Project Summary/Abstract. PACE (the Program of All-Inclusive Care for the Elderly) is a well-known and
respected financing and care delivery model for a very challenging population: Medicaid-covered adults over
age 55 needing a nursing home level of care, 90% of whom are also covered by Medicare. PACE participants
are generally dependent in at least 2 activities of daily living (ADLs) or need constant supervision due to
cognitive disability. To be eligible for PACE enrollment, participants must be able to live safely in the
community with PACE services. The heart of the PACE model lies in its comprehensive service array, starting
with a participant-centered care plan constructed in partnership with a multidisciplinary care team and
anchored in a PACE Day Center that regularly offers medical care, personal care, therapies, meals,
socialization, transportation, and activities.
During the COVID-19 pandemic, PACE programs have used their flexibility as a community-based provider of
medical and long-term services and supports (LTSS) to redesign service delivery and keep frail elders as safe
as possible in the community.
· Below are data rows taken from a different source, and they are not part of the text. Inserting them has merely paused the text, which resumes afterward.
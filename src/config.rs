use std::path::PathBuf;
use std::time::Duration;

use chrono::{DateTime, NaiveDate, Utc};

use crate::cli::{StoreArgs, TwitchArgs};
use crate::retry::RetryConfig;
use crate::sync::window::{format_timestamp, parse_timestamp};
use crate::sync::SyncSettings;
use crate::twitch::HelixSettings;

/// Resolved storage locations.
#[derive(Debug, Clone)]
pub struct StoreConfig {
    pub db_path: PathBuf,
    pub checkpoint_file: Option<PathBuf>,
}

impl StoreConfig {
    pub fn from_args(args: &StoreArgs) -> Self {
        Self {
            db_path: expand_tilde(&args.db),
            checkpoint_file: args.checkpoint_file.as_deref().map(expand_tilde),
        }
    }
}

/// Everything needed to build a sync engine.
///
/// `Debug` comes from [`HelixSettings`], which redacts the client secret.
#[derive(Debug, Clone)]
pub struct Config {
    pub store: StoreConfig,
    pub helix: HelixSettings,
    pub sync: SyncSettings,
}

impl Config {
    pub fn from_args(store: &StoreArgs, twitch: TwitchArgs) -> anyhow::Result<Self> {
        if twitch.client_id.trim().is_empty() || twitch.client_secret.trim().is_empty() {
            anyhow::bail!("Twitch client id and secret must not be empty");
        }
        if twitch.broadcaster_id.trim().is_empty() {
            anyhow::bail!("Broadcaster id must not be empty");
        }

        let retry = RetryConfig {
            max_retries: twitch.max_retries,
            base_delay: Duration::from_secs(twitch.retry_delay),
            ..RetryConfig::default()
        };

        Ok(Self {
            store: StoreConfig::from_args(store),
            sync: SyncSettings::new(twitch.broadcaster_id.trim()),
            helix: HelixSettings {
                client_id: twitch.client_id,
                client_secret: twitch.client_secret,
                api_base: twitch.api_base.trim_end_matches('/').to_string(),
                token_url: twitch.token_url,
                request_timeout: Duration::from_secs(twitch.request_timeout),
                connect_timeout: Duration::from_secs(twitch.connect_timeout),
                retry,
            },
        })
    }
}

pub(crate) fn expand_tilde(path: &str) -> PathBuf {
    if let Some(stripped) = path.strip_prefix("~/") {
        if let Some(home) = dirs::home_dir() {
            return home.join(stripped);
        }
    }
    PathBuf::from(path)
}

/// Parse a window start given on the command line.
///
/// Accepts an RFC 3339 timestamp (`2024-01-02T00:00:00Z`), a date taken as
/// midnight UTC (`2024-01-02`) or a relative interval in days (`6d`).
pub(crate) fn parse_since(s: &str, now: DateTime<Utc>) -> anyhow::Result<DateTime<Utc>> {
    if let Some(days_str) = s.strip_suffix('d') {
        if let Ok(days) = days_str.parse::<i64>() {
            return Ok(now - chrono::Duration::days(days));
        }
    }
    if let Ok(date) = NaiveDate::parse_from_str(s, "%Y-%m-%d") {
        if let Some(naive_dt) = date.and_hms_opt(0, 0, 0) {
            return Ok(naive_dt.and_utc());
        }
    }
    if let Ok(ts) = parse_timestamp(s) {
        return Ok(ts);
    }
    anyhow::bail!(
        "Cannot parse '{}' as a window start. Expected a timestamp \
         (2024-01-02T00:00:00Z), a date (2024-01-02) or an interval (6d)",
        s
    )
}

/// Normalize a checkpoint given on the command line.
pub(crate) fn parse_checkpoint(s: &str) -> anyhow::Result<String> {
    let ts = parse_timestamp(s)
        .map_err(|e| anyhow::anyhow!("Invalid checkpoint '{}': {}", s, e))?;
    Ok(format_timestamp(ts))
}
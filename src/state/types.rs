//! Types for the clip store.

use chrono::{DateTime, NaiveDate, Utc};

use crate::twitch::ClipDto;

/// Moderation status of a clip.
///
/// Only the surrounding curation tooling changes this; the sync assigns
/// `Unsorted` to new clips and never touches it afterwards.
#[derive(Debug, Clone, Copy, PartialEq, Eq, Default)]
pub enum ClipStatus {
    #[default]
    Unsorted,
    Visible,
    Pending,
    Hidden,
}

impl ClipStatus {
    /// Convert to the string stored in the database.
    pub fn as_str(&self) -> &'static str {
        match self {
            Self::Unsorted => "unsorted",
            Self::Visible => "visible",
            Self::Pending => "pending",
            Self::Hidden => "hidden",
        }
    }

    /// Parse from the string stored in the database.
    pub fn from_str(s: &str) -> Option<Self> {
        match s {
            "unsorted" => Some(Self::Unsorted),
            "visible" => Some(Self::Visible),
            "pending" => Some(Self::Pending),
            "hidden" => Some(Self::Hidden),
            _ => None,
        }
    }
}

/// Which flavour of sync produced a run.
#[derive(Debug, Clone, Copy, PartialEq, Eq)]
pub enum SyncMode {
    /// Resumes from and advances the persisted checkpoint.
    Checkpointed,
    /// Rescans a trailing window and leaves the checkpoint alone.
    FastPoll,
}

impl SyncMode {
    pub fn as_str(&self) -> &'static str {
        match self {
            Self::Checkpointed => "checkpointed",
            Self::FastPoll => "fast-poll",
        }
    }

    pub fn from_str(s: &str) -> Option<Self> {
        match s {
            "checkpointed" => Some(Self::Checkpointed),
            "fast-poll" => Some(Self::FastPoll),
            _ => None,
        }
    }
}

/// A clip as stored locally: platform metadata plus curation fields.
#[derive(Debug, Clone, PartialEq)]
pub struct ClipRecord {
    /// Platform clip id (slug). Unique across the store.
    pub external_id: String,
    pub url: String,
    pub embed_url: String,
    pub broadcaster_id: String,
    pub broadcaster_name: String,
    pub creator_id: String,
    pub creator_name: String,
    pub video_id: Option<String>,
    pub game_id: Option<String>,
    pub language: Option<String>,
    pub title: String,
    pub view_count: u64,
    /// Platform creation timestamp, kept verbatim.
    pub created_at: String,
    pub thumbnail_url: String,
    pub duration: f64,
    pub vod_offset: Option<i64>,
    pub is_featured: bool,

    // Curation
    pub status: ClipStatus,
    pub category: Option<String>,
    pub themes: Vec<String>,
    pub subjects: Vec<String>,
    pub title_override: Option<String>,
    pub notes: Option<String>,

    pub first_seen_at: DateTime<Utc>,
    pub updated_at: DateTime<Utc>,
}

fn non_empty(s: &str) -> Option<String> {
    (!s.is_empty()).then(|| s.to_string())
}

impl ClipRecord {
    /// Build a fresh, uncurated record from an API clip.
    pub fn new_unsorted(clip: &ClipDto, now: DateTime<Utc>) -> Self {
        Self {
            external_id: clip.id.clone(),
            url: clip.url.clone(),
            embed_url: clip.embed_url.clone(),
            broadcaster_id: clip.broadcaster_id.clone(),
            broadcaster_name: clip.broadcaster_name.clone(),
            creator_id: clip.creator_id.clone(),
            creator_name: clip.creator_name.clone(),
            video_id: non_empty(&clip.video_id),
            game_id: non_empty(&clip.game_id),
            language: non_empty(&clip.language),
            title: clip.title.clone(),
            view_count: clip.view_count,
            created_at: clip.created_at.clone(),
            thumbnail_url: clip.thumbnail_url.clone(),
            duration: clip.duration,
            vod_offset: clip.vod_offset,
            is_featured: clip.is_featured,
            status: ClipStatus::Unsorted,
            category: None,
            themes: Vec::new(),
            subjects: Vec::new(),
            title_override: None,
            notes: None,
            first_seen_at: now,
            updated_at: now,
        }
    }

    /// Overwrite the fields the platform may change after creation.
    ///
    /// Curation fields, `video_id`, `game_id`, `language` and `vod_offset`
    /// are left as they are.
    pub fn apply_platform_fields(&mut self, clip: &ClipDto, now: DateTime<Utc>) {
        self.url.clone_from(&clip.url);
        self.embed_url.clone_from(&clip.embed_url);
        self.broadcaster_id.clone_from(&clip.broadcaster_id);
        self.broadcaster_name.clone_from(&clip.broadcaster_name);
        self.creator_id.clone_from(&clip.creator_id);
        self.creator_name.clone_from(&clip.creator_name);
        self.title.clone_from(&clip.title);
        self.view_count = clip.view_count;
        self.created_at.clone_from(&clip.created_at);
        self.thumbnail_url.clone_from(&clip.thumbnail_url);
        self.duration = clip.duration;
        self.is_featured = clip.is_featured;
        self.updated_at = now;
    }
}

/// Rows touched by one batch commit.
#[derive(Debug, Clone, Copy, Default, PartialEq, Eq)]
pub struct CommitStats {
    pub inserted: u64,
    pub updated: u64,
}

/// Outcome of a sync run as written to the run ledger.
#[derive(Debug, Clone, Default)]
pub struct SyncRunStats {
    pub pages: u32,
    pub clips_seen: u64,
    pub inserted: u64,
    pub updated: u64,
    /// Checkpoint persisted by this run, if it moved.
    pub checkpoint_after: Option<String>,
    /// Set when the run aborted.
    pub error: Option<String>,
}

/// One row of the run ledger.
#[derive(Debug, Clone)]
pub struct SyncRunRecord {
    pub id: i64,
    pub mode: SyncMode,
    pub window_start: String,
    pub started_at: DateTime<Utc>,
    /// `None` while running, or if the process died mid-run.
    pub completed_at: Option<DateTime<Utc>>,
    pub stats: SyncRunStats,
}

/// Snapshot of clip counts for one UTC day.
#[derive(Debug, Clone, PartialEq, Eq)]
pub struct DailyStats {
    pub date: NaiveDate,
    pub total_clips: u64,
    pub unsorted_clips: u64,
    /// Non-hidden clips with no category assigned.
    pub uncategorized_clips: u64,
    /// Non-hidden clips with an empty subject list.
    pub clips_without_subjects: u64,
    /// Non-hidden clips with an empty theme list.
    pub clips_without_themes: u64,
    pub total_views: u64,
    pub unique_broadcasters: u64,
    pub unique_creators: u64,
}

/// Summary of the store for the `status` command.
#[derive(Debug, Clone)]
pub struct StoreSummary {
    pub total_clips: u64,
    pub unsorted_clips: u64,
    pub newest_clip_created_at: Option<String>,
    pub last_run: Option<SyncRunRecord>,
    pub last_successful_run: Option<SyncRunRecord>,
}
Preliminary reports to the National PACE Association (NPA) indicate that most
programs quickly expanded telehealth and moved many services to the home. Anecdotal accounts indicate
that some programs have implemented remarkable adaptations: e.g., providing overnight care (not typically
allowed in PACE), renting hotel rooms for infected participants, making part of the PACE Center an isolation
area, redefining staff roles and providing training in those new roles, and providing post-hospital therapies in
the PACE Center to avoid sending frail elders to post-acute stays in nursing homes, which have had high rates
of COVID-19 infection. However, to this point, researchers have not systematically investigated, compiled, and
evaluated the responses of PACE programs.
Our project will provide authoritative information for each of three six-month phases of the COVID-19
experience, identify emerging best practices, and compare PACE performance to traditional Medicare
services, adding to the knowledge base of innovative responses used during the COVID-19 pandemic to guide
ongoing policy and practice. We will build on an existing NPA database, supplementing it with an online survey
of PACE programs. We will identify responses that PACE programs report as being substantially beneficial,
and those that have not been effective, for the following: PACE participants, their families, the availability and
quality of eldercare services in the geographic community, the healthcare workforce, and PACE program
finances. We will compare the utilization and quality outcomes of PACE participants and comparable Medicare
fee-for-service beneficiaries. We will dig deeper into promising adaptations through structured interviews. We
will estimate the potential effects of broad spread of better practices, and we will continuously feed our insights
into the research, clinical practice, and policy worlds to engender improvements in eldercare arrangements.